S’il aurait bien voulu que la remplaçante de Betty reste une G-String permanente, cette dernière a une carrière solo naissante qui requérait toute son attention. «Donc est venue l’idée de changer, raconte Maxime. L’idée de travailler avec un gars ne me déplaisait pas. Ça allait beaucoup avec mon plan d’y aller plus stage, plus rock.» C’est un ami commun qui lui propose Pierre-Philippe Côté, alias Pilou, une figure bien connue de la scène locale qui a notamment accompagné à la basse Navet Confit, Ariane Moffatt et d’autres, en plus de chanter dans le groupe Elektrik Bones. «C’est le genre de voix qui a du corps, pas trop haute ni trop basse. Un mid-range trippant, capable de donner de l’émotion», décrit Maxime.

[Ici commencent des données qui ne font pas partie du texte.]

use anyhow::Result;
use rmcp::{schemars, schemars::JsonSchema};
use serde::{Deserialize, Serialize};
use std::env;
use std::sync::Arc;
use tokio::sync::Mutex;
use tracing::{warn, Level};
use tracing_subscriber::{layer::SubscriberExt, util::SubscriberInitExt, EnvFilter, Layer};

use abaqus_automation::GuiAutomator;

/// Shared server state. The automator is behind a mutex because the GUI is a
/// single shared resource: two interleaved submissions would fight over the
/// same dialog.
#[derive(Clone)]
pub struct AbaqusWrapper {
    pub automator: Arc<Mutex<GuiAutomator>>,
    pub tool_router: rmcp::handler::server::tool::ToolRouter<Self>,
}

#[derive(Debug, Clone, Serialize, Deserialize, JsonSchema)]
pub struct ExecuteScriptArgs {
    #[schemars(
        description = "Complete Python script to run inside the Abaqus/CAE session. Must be valid Abaqus Scripting Interface code; it is written to a temporary .py file and submitted through the GUI."
    )]
    pub python_code: String,
}

#[derive(Debug, Clone, Serialize, Deserialize, JsonSchema, Default)]
pub struct EmptyArgs {}

pub fn init_logging() -> Result<()> {
    use tracing_appender::rolling;

    let log_level = env::var("LOG_LEVEL")
        .map(|level| match level.to_lowercase().as_str() {
            "error" => Level::ERROR,
            "warn" => Level::WARN,
            "info" => Level::INFO,
            "debug" => Level::DEBUG,
            _ => Level::INFO,
        })
        .unwrap_or(Level::INFO);

    let log_dir = if let Ok(custom_dir) = env::var("ABAQUS_MCP_LOG_DIR") {
        std::path::PathBuf::from(custom_dir)
    } else {
        dirs::data_local_dir()
            .unwrap_or_else(std::env::temp_dir)
            .join("abaqus-mcp-agent")
            .join("logs")
    };
    if let Err(e) = std::fs::create_dir_all(&log_dir) {
        warn!("Failed to create log directory: {}", e);
    }
    let file_appender = rolling::daily(&log_dir, "abaqus-mcp-agent.log");

    // stdout carries the JSON-RPC stream, so logs go to stderr and a file
    tracing_subscriber::registry()
        .with(
            tracing_subscriber::fmt::layer()
                .with_writer(std::io::stderr)
                .with_filter(EnvFilter::from_default_env().add_directive(log_level.into())),
        )
        .with(
            tracing_subscriber::fmt::layer()
                .with_writer(file_appender)
                .with_ansi(false)
                .with_filter(EnvFilter::from_default_env().add_directive(log_level.into())),
        )
        .try_init()?;
    Ok(())
}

En plus de Jeanbart d’Omnikrom sur «So Big», Champion a également fait appel à la chanteuse Bonnie Zehavie sur trois titres (une candidate au remplacement de Betty dont le registre était un peu trop haut pour l’emploi, mais dont l’organe l’avait néanmoins séduit) et il chante lui-même çà et là.

G-Strings sur la corde
Au moment de notre rencontre, la version live de Resistance n’avait pas encore été pensée, mais Maxime entrevoyait déjà quelques changements à sa manière de procéder. «On n’aura pas le choix d’ouvrir les tounes», disait-il, en raison de la nature plus structurée du nouveau matériel, versus la propension des G-Strings à «jammer» sur des structures ouvertes. «Trouver des shticks trippants, genre: «ah, ok, ce couplet-là, on le fait pas de bass.» Juste pour niaiser, de même.»

L’élaboration se fera avec une version remaniée des G-Strings, la bassiste Manon Chaput ayant été remplacée par Louis Girard, qui rejoint ainsi les guitaristes Sébastien Blais-Montpetit, Jean-Luc Huet, Barry Russel et Stéphane «Fetz» Leclerc.

Sur scène comme en studio, Maxime Morin cherche le danger. «Pour qu’un show de Champion soit bon, faut qu’on se pose la question: «c’est-tu bon ou c’est-tu pas bon?» Encore une fois, c’est de se mettre en déséquilibre, réitère-t-il. Il faut qu’on se pète la gueule au moins une fois ou deux au début pour que les gens aient une référence. Je suis allé voir un spectacle équestre, à Saint-Sauveur. Pis toutes les performances qui étaient réussies du premier coup, c’était comme «ouin, OK». Mais à un moment donné, le cavalier est assis, pis il passe à l’envers du cheval. Tu le vois essayer de remonter, il réussit presque, mais y’est rouge, y’a de la misère Il cherche l’étrier avec son pied, mais il le trouve pas! Il commence à shaker… Y’est sur le bord de pas réussir! Pis là, finalement, il parvient à se ramener, à revenir en haut! Tu vois qu’il est complètement exténué, qu’il est passé vraiment proche de manquer sa shot! Mais c’était le plus beau tour de tout le show! C’était… Câlisse, man! C’tait débile! C’tait fort! S’il avait réussi du premier coup, ça aurait été: «hein, whatever »»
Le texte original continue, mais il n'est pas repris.